Die Hotelzimmer sind nach wie vor weitgehend leer, auch wenn der Gastro-Teil des Hotels dank großem Gastgarten an manchen Tagen wieder gut läuft. Den beliebten und vor der Krise fast immer ausgebuchte Sonntagsbrunch könne nicht mehr wie gewohnt stattfinden, erklärt Meinl. Buffets mit offenen Speisen sind derzeit verboten, also musste magdas auf á la carte Frühstück umstellen.

Lehrlinge können daheim kaum weiterlernen

Für die Lehrlinge sei die Kurzarbeit besonders bitter, meint Meinl. Weil die ohnehin knappe Ausbildungszeit während der Kurzarbeit weiterläuft, fehlt den Lehrlingen wertvolle Zeit, in der sie lernen und üben können. Tätigkeiten in Küche, an Schank- und Rechnungssystemen können im „Home Schooling“ kaum vermittelt werden und zusätzlich sprechen die Lehrlinge daheim kaum Deutsch, was sie aber lernen und üben sollten. Deshalb sei es so wichtig, sie aus der Kurzarbeit zurück ins magdas zu holen.
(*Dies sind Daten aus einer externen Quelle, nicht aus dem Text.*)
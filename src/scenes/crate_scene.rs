//! Rotating lit crate with an orbiting light sprite

use std::rc::Rc;

use macroquad::rand::gen_range;

use super::{crate_texture, glow_texture, load_texture_or, Scene};
use crate::rasterizer::{RenderError, RenderFlags, Renderer, Texture, Topology};

const LIGHT_COUNT: usize = 1;

/// Degrees of rotation per second
const SPIN_RATE: f32 = 16.0;

pub struct CrateScene {
    crate_tex: Rc<Texture>,
    light_tex: Rc<Texture>,
    lights: Vec<[f32; 3]>,
}

impl CrateScene {
    pub fn new() -> Self {
        let lights = (0..LIGHT_COUNT)
            .map(|_| [10.0 * (1.5 - gen_range(0.0f32, 1.0)), 0.0, 0.0])
            .collect();

        Self {
            crate_tex: load_texture_or("assets/textures/crate.jpg", || crate_texture(64)),
            light_tex: load_texture_or("assets/textures/star.png", || glow_texture(32)),
            lights,
        }
    }
}

impl Default for CrateScene {
    fn default() -> Self {
        Self::new()
    }
}

/// Unit square in the XY plane, facing the viewer
fn draw_quad(r: &mut Renderer) -> Result<(), RenderError> {
    r.begin(Topology::TriangleStrip)?;
    r.tex_coord(0.0, 1.0);
    r.vertex(-1.0, 1.0, 0.0)?;
    r.tex_coord(0.0, 0.0);
    r.vertex(-1.0, -1.0, 0.0)?;
    r.tex_coord(1.0, 1.0);
    r.vertex(1.0, 1.0, 0.0)?;
    r.tex_coord(1.0, 0.0);
    r.vertex(1.0, -1.0, 0.0)?;
    r.end()?;
    Ok(())
}

/// Cube of side 2: four walls as a quad strip, then top and bottom as quads
fn draw_cube(r: &mut Renderer) -> Result<(), RenderError> {
    const WALLS: [([f32; 2], [f32; 3]); 10] = [
        ([0.0, 0.0], [-1.0, -1.0, -1.0]),
        ([0.0, 1.0], [-1.0, 1.0, -1.0]),
        ([1.0, 0.0], [1.0, -1.0, -1.0]),
        ([1.0, 1.0], [1.0, 1.0, -1.0]),
        ([0.0, 0.0], [1.0, -1.0, 1.0]),
        ([0.0, 1.0], [1.0, 1.0, 1.0]),
        ([1.0, 0.0], [-1.0, -1.0, 1.0]),
        ([1.0, 1.0], [-1.0, 1.0, 1.0]),
        ([0.0, 0.0], [-1.0, -1.0, -1.0]),
        ([0.0, 1.0], [-1.0, 1.0, -1.0]),
    ];
    const CAPS: [([f32; 2], [f32; 3]); 8] = [
        ([1.0, 0.0], [1.0, 1.0, -1.0]),
        ([0.0, 0.0], [-1.0, 1.0, -1.0]),
        ([0.0, 1.0], [-1.0, 1.0, 1.0]),
        ([1.0, 1.0], [1.0, 1.0, 1.0]),
        ([1.0, 0.0], [1.0, -1.0, -1.0]),
        ([0.0, 0.0], [-1.0, -1.0, -1.0]),
        ([0.0, 1.0], [-1.0, -1.0, 1.0]),
        ([1.0, 1.0], [1.0, -1.0, 1.0]),
    ];

    // Unlit base color; all shading comes from lights and ambient
    r.color4(0.0, 0.0, 0.0, 1.0);
    for (topology, verts) in [(Topology::QuadStrip, &WALLS[..]), (Topology::Quads, &CAPS[..])] {
        r.begin(topology)?;
        for ([u, v], [x, y, z]) in verts {
            r.tex_coord(*u, *v);
            r.vertex(*x, *y, *z)?;
        }
        r.end()?;
    }
    Ok(())
}

impl Scene for CrateScene {
    fn name(&self) -> &'static str {
        "crate"
    }

    fn draw(&mut self, r: &mut Renderer, time: f32) -> Result<(), RenderError> {
        let ticks = time * SPIN_RATE;

        r.clear_screen(0.0, 0.0, 0.0)?;
        r.clear_depth();
        r.clear_lights();

        r.load_identity();
        r.scale(50.0, 50.0, 50.0);
        r.translate(0.0, 0.0, 8.0);

        // Lights orbit the crate
        r.push()?;
        r.rotate(0.0, ticks, 0.0);
        for &[x, y, z] in &self.lights {
            r.push()?;
            r.translate(x, y, z);
            r.light(1.0, 1.0, 1.0)?;
            r.pop()?;
        }
        r.pop()?;

        r.push()?;
        r.rotate(-30.0, ticks, 0.0);
        r.disable(RenderFlags::BLENDING);
        r.enable(RenderFlags::LIGHTING | RenderFlags::CULLING | RenderFlags::DEPTH_TEST);
        r.set_ambient(0.1, 0.1, 0.1);
        r.set_texture(Some(Rc::clone(&self.crate_tex)));
        draw_cube(r)?;
        r.pop()?;

        // Sprites at the light positions, turned back to face the viewer
        r.push()?;
        r.rotate(0.0, ticks, 0.0);
        for &[x, y, z] in &self.lights {
            r.push()?;
            r.translate(x, y, z);
            r.rotate(0.0, -ticks, 0.0);
            r.scale(0.5, 0.5, 0.5);
            r.disable(RenderFlags::CULLING | RenderFlags::LIGHTING);
            r.enable(RenderFlags::BLENDING | RenderFlags::DEPTH_TEST);
            r.set_ambient(1.0, 1.0, 1.0);
            r.set_texture(Some(Rc::clone(&self.light_tex)));
            r.color(1.0, 1.0, 1.0);
            draw_quad(r)?;
            r.pop()?;
        }
        r.pop()?;

        Ok(())
    }
}
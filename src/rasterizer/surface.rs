//! Render targets: the color surface and the inverse-depth buffer

use super::types::Color;
use serde::{Deserialize, Serialize};

/// Channel order and size of one pixel in a `Framebuffer`
#[derive(Debug, Clone, Copy, PartialEq, Eq, Serialize, Deserialize)]
pub enum PixelFormat {
    Rgba8888,
    Bgra8888,
    Rgb888,
}

impl PixelFormat {
    pub fn bytes_per_pixel(self) -> usize {
        match self {
            PixelFormat::Rgba8888 | PixelFormat::Bgra8888 => 4,
            PixelFormat::Rgb888 => 3,
        }
    }

    /// Write `color` into the first `bytes_per_pixel` bytes of `dst`
    pub fn pack(self, color: Color, dst: &mut [u8]) {
        match self {
            PixelFormat::Rgba8888 => dst[..4].copy_from_slice(&[color.r, color.g, color.b, color.a]),
            PixelFormat::Bgra8888 => dst[..4].copy_from_slice(&[color.b, color.g, color.r, color.a]),
            PixelFormat::Rgb888 => dst[..3].copy_from_slice(&[color.r, color.g, color.b]),
        }
    }

    pub fn unpack(self, src: &[u8]) -> Color {
        match self {
            PixelFormat::Rgba8888 => Color::with_alpha(src[0], src[1], src[2], src[3]),
            PixelFormat::Bgra8888 => Color::with_alpha(src[2], src[1], src[0], src[3]),
            PixelFormat::Rgb888 => Color::new(src[0], src[1], src[2]),
        }
    }
}

/// Framebuffer for software rendering
#[derive(Debug, Clone)]
pub struct Framebuffer {
    pub pixels: Vec<u8>,
    pub width: usize,
    pub height: usize,
    /// Bytes per row, at least `width * bytes_per_pixel`
    pub pitch: usize,
    pub format: PixelFormat,
}

impl Framebuffer {
    /// Tightly packed RGBA surface
    pub fn new(width: usize, height: usize) -> Self {
        Self::with_format(width, height, PixelFormat::Rgba8888)
    }

    pub fn with_format(width: usize, height: usize, format: PixelFormat) -> Self {
        Self::with_pitch(width, height, width * format.bytes_per_pixel(), format)
    }

    /// Surface with padded rows; `pitch` is raised to the packed row size if smaller
    pub fn with_pitch(width: usize, height: usize, pitch: usize, format: PixelFormat) -> Self {
        let pitch = pitch.max(width * format.bytes_per_pixel());
        Self {
            pixels: vec![0; pitch * height],
            width,
            height,
            pitch,
            format,
        }
    }

    /// Rows fit their pitch and the storage holds every row
    pub fn is_well_formed(&self) -> bool {
        self.pitch >= self.width * self.format.bytes_per_pixel()
            && self.pixels.len() >= self.pitch * self.height
    }

    fn offset(&self, x: usize, y: usize) -> usize {
        y * self.pitch + x * self.format.bytes_per_pixel()
    }

    pub fn clear(&mut self, color: Color) {
        let bpp = self.format.bytes_per_pixel();
        for y in 0..self.height {
            let row = y * self.pitch;
            for x in 0..self.width {
                let idx = row + x * bpp;
                self.format.pack(color, &mut self.pixels[idx..idx + bpp]);
            }
        }
    }

    pub fn set_pixel(&mut self, x: usize, y: usize, color: Color) {
        if x < self.width && y < self.height {
            let idx = self.offset(x, y);
            let bpp = self.format.bytes_per_pixel();
            self.format.pack(color, &mut self.pixels[idx..idx + bpp]);
        }
    }

    pub fn get_pixel(&self, x: usize, y: usize) -> Color {
        if x < self.width && y < self.height {
            let idx = self.offset(x, y);
            self.format.unpack(&self.pixels[idx..])
        } else {
            Color::BLACK
        }
    }

    /// Tightly packed RGBA copy, e.g. for uploading to a GPU texture
    pub fn to_rgba8(&self) -> Vec<u8> {
        if self.format == PixelFormat::Rgba8888 && self.pitch == self.width * 4 {
            return self.pixels.clone();
        }
        let mut out = Vec::with_capacity(self.width * self.height * 4);
        for y in 0..self.height {
            for x in 0..self.width {
                out.extend_from_slice(&self.get_pixel(x, y).to_bytes());
            }
        }
        out
    }
}

/// Per-pixel inverse depth; larger values are closer, 0 is "nothing drawn"
#[derive(Debug, Clone, Default)]
pub struct DepthBuffer {
    values: Vec<f32>,
    width: usize,
    height: usize,
}

impl DepthBuffer {
    pub fn new(width: usize, height: usize) -> Self {
        Self {
            values: vec![0.0; width * height],
            width,
            height,
        }
    }

    pub fn width(&self) -> usize {
        self.width
    }

    pub fn height(&self) -> usize {
        self.height
    }

    pub fn resize(&mut self, width: usize, height: usize) {
        self.width = width;
        self.height = height;
        self.values.clear();
        self.values.resize(width * height, 0.0);
    }

    pub fn clear(&mut self) {
        self.values.fill(0.0);
    }

    pub fn get(&self, x: usize, y: usize) -> f32 {
        self.values[y * self.width + x]
    }

    /// Closer-wins test; stores `inv_z` and returns true if it passes
    pub fn test_and_set(&mut self, x: usize, y: usize, inv_z: f32) -> bool {
        let slot = &mut self.values[y * self.width + x];
        if *slot <= inv_z {
            *slot = inv_z;
            true
        } else {
            false
        }
    }
}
Crowdfunding-Goodies und Vintage-Flohmarkt

Mehr als 13.000 Euro konnten über die Crowdfunding-Kampagne bis Anfang Juli bereits eingesammelt werden. Jetzt geht es in den Endspurt, um in den verbleibenden Tagen noch möglichst viele Spenden zu erhalten – als Dankeschön können UnterstützerInnen je nach Summe zwischen kleinen Goodies oder Gutscheinen für Hotel oder Restaurant wählen. Zusätzlich will das Hotel einige „Vintage-Schätze“ verkaufen, um Geld für die Lehrlinge zu sammeln. Am Sonntag, 5.7., werden größere und kleinere Gegenstände und Möbel aus dem magdas-Lager verkauft – darunter jene Teile, die von Mitarbeitern aus dem Bestand des ehemaligen Wohnheims „upcycelt“ wurden, aber bisher in der Zimmerausstattung nicht benötigt wurden.